» **TASK TO COMPLETE**
Scan the records for lines with the word "impl", and copy every such line.

======

use serde::Serialize;
use tracing::debug;

use super::answers::{Answer, AnswerError, AnswerSet};
use super::engine::{Assessment, PreconditionViolation, ScoreEngine};

/// Where a form session stands relative to completion gating.
#[derive(Debug, Clone, Copy, PartialEq, Eq, Serialize)]
#[serde(rename_all = "snake_case")]
pub enum SessionState {
    Collecting,
    Scorable,
    Displayed,
}

impl SessionState {
    pub const fn label(self) -> &'static str {
        match self {
            Self::Collecting => "Collecting",
            Self::Scorable => "Scorable",
            Self::Displayed => "Displayed",
        }
    }
}

/// Answer set owned by a single form, with the result shown to the user if any.
///
/// Nothing is persisted; dismissing a result keeps the answers until [`AssessmentSession::clear`].
#[derive(Debug, Clone)]
pub struct AssessmentSession {
    engine: ScoreEngine,
    answers: AnswerSet,
    displayed: Option<Assessment>,
}

impl AssessmentSession {
    pub fn new(engine: ScoreEngine) -> Self {
        Self {
            engine,
            answers: AnswerSet::new(),
            displayed: None,
        }
    }

    pub fn state(&self) -> SessionState {
        if self.displayed.is_some() {
            SessionState::Displayed
        } else if self.engine.is_complete(&self.answers) {
            SessionState::Scorable
        } else {
            SessionState::Collecting
        }
    }

    pub fn engine(&self) -> &ScoreEngine {
        &self.engine
    }

    pub fn answers(&self) -> &AnswerSet {
        &self.answers
    }

    /// Overwrite one answer. Changing an answer hides any displayed result.
    pub fn record(
        &mut self,
        key: &str,
        answer: impl Into<Answer>,
    ) -> Result<Option<Answer>, AnswerError> {
        if self.engine.catalog().get(key).is_none() {
            return Err(AnswerError::UnknownCriterion(key.to_string()));
        }
        self.displayed = None;
        Ok(self.answers.set(key, answer))
    }

    /// Gate and show the result. Completion is re-checked on every request.
    pub fn request_result(&mut self) -> Result<&Assessment, PreconditionViolation> {
        match self.engine.assess(&self.answers) {
            Ok(assessment) => {
                let shown = self.displayed.insert(assessment);
                Ok(&*shown)
            }
            Err(violation) => {
                debug!(missing = ?violation.missing, "result requested before completion");
                Err(violation)
            }
        }
    }

    pub fn displayed(&self) -> Option<&Assessment> {
        self.displayed.as_ref()
    }

    /// Live score of whatever has been answered so far.
    pub fn preview(&self) -> Assessment {
        self.engine.preview(&self.answers)
    }

    pub fn dismiss(&mut self) {
        self.displayed = None;
    }

    pub fn clear(&mut self) {
        self.displayed = None;
        self.answers.clear();
    }
}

======

» **REPLY TO THE EXERCISE**
impl SessionState {
impl AssessmentSession {
        answer: impl Into<Answer>,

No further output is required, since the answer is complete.